= Entries supplied =
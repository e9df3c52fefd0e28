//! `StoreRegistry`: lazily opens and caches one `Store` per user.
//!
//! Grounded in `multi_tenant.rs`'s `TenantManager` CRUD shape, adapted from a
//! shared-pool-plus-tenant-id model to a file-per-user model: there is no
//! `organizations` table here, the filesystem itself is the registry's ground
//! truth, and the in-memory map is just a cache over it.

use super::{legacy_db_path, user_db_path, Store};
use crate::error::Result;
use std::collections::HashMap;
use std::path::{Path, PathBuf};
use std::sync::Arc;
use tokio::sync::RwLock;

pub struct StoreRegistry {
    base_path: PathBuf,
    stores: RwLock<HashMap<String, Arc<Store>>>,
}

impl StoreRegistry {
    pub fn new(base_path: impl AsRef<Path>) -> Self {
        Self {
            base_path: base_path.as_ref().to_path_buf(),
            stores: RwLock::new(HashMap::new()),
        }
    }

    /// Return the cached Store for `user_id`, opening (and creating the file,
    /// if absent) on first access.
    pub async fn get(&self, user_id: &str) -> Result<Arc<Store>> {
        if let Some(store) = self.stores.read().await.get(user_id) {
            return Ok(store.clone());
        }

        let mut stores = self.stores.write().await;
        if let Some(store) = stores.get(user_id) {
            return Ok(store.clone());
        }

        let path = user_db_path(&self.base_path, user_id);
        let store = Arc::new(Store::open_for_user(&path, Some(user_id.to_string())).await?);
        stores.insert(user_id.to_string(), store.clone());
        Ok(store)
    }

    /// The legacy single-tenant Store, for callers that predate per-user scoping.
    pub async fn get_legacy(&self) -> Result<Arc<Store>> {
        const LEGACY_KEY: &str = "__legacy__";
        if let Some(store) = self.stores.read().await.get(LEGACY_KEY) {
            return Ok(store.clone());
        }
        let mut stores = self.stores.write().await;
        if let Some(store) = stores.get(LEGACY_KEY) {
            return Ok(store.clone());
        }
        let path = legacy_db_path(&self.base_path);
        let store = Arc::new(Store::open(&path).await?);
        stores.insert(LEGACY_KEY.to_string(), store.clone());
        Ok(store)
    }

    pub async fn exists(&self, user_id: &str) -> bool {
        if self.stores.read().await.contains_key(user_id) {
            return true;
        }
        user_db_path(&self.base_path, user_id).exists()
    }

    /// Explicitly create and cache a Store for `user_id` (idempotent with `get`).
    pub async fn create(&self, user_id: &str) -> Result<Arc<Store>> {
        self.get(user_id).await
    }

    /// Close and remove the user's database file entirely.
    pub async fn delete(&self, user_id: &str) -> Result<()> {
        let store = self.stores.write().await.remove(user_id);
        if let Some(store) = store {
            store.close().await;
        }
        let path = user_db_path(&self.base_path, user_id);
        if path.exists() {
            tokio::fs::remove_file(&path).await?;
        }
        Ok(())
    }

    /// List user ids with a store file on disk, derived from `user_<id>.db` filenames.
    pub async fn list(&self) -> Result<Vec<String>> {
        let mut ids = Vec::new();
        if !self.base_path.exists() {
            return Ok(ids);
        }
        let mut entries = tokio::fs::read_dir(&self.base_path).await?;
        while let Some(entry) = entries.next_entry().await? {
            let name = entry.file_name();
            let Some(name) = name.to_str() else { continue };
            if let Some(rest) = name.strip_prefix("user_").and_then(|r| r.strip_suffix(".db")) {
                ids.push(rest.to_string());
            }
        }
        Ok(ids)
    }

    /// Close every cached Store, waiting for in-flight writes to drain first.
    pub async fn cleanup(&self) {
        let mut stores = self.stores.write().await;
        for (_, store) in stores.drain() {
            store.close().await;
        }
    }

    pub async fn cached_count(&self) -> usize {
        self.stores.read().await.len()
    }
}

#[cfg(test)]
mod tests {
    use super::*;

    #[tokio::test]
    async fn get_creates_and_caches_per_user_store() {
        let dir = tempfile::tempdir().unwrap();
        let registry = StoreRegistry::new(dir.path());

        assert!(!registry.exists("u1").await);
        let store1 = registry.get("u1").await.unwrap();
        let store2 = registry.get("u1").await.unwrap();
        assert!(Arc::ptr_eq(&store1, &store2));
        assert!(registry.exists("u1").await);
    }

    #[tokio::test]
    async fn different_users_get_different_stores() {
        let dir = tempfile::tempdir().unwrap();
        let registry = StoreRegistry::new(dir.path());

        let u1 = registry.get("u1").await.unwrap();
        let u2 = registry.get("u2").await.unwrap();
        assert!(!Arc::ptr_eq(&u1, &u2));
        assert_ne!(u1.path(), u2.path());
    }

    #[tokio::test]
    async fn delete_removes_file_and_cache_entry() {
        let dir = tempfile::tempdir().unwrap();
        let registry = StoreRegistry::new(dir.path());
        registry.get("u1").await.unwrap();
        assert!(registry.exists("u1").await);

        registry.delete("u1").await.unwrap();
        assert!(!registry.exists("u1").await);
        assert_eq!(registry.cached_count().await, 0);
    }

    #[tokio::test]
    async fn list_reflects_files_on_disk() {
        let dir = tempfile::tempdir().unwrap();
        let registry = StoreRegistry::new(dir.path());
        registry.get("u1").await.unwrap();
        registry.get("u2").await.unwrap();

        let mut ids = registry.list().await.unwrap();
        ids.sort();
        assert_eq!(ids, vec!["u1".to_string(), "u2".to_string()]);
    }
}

= What the task requires =
The required output is every line above from the one with "lazily opens and" down to the one with "pub struct StoreRegistry", restated word for word, ends included.

= Answer box =
//! `StoreRegistry`: lazily opens and caches one `Store` per user.
//!
//! Grounded in `multi_tenant.rs`'s `TenantManager` CRUD shape, adapted from a
//! shared-pool-plus-tenant-id model to a file-per-user model: there is no
//! `organizations` table here, the filesystem itself is the registry's ground
//! truth, and the in-memory map is just a cache over it.

use super::{legacy_db_path, user_db_path, Store};
use crate::error::Result;
use std::collections::HashMap;
use std::path::{Path, PathBuf};
use std::sync::Arc;
use tokio::sync::RwLock;

pub struct StoreRegistry {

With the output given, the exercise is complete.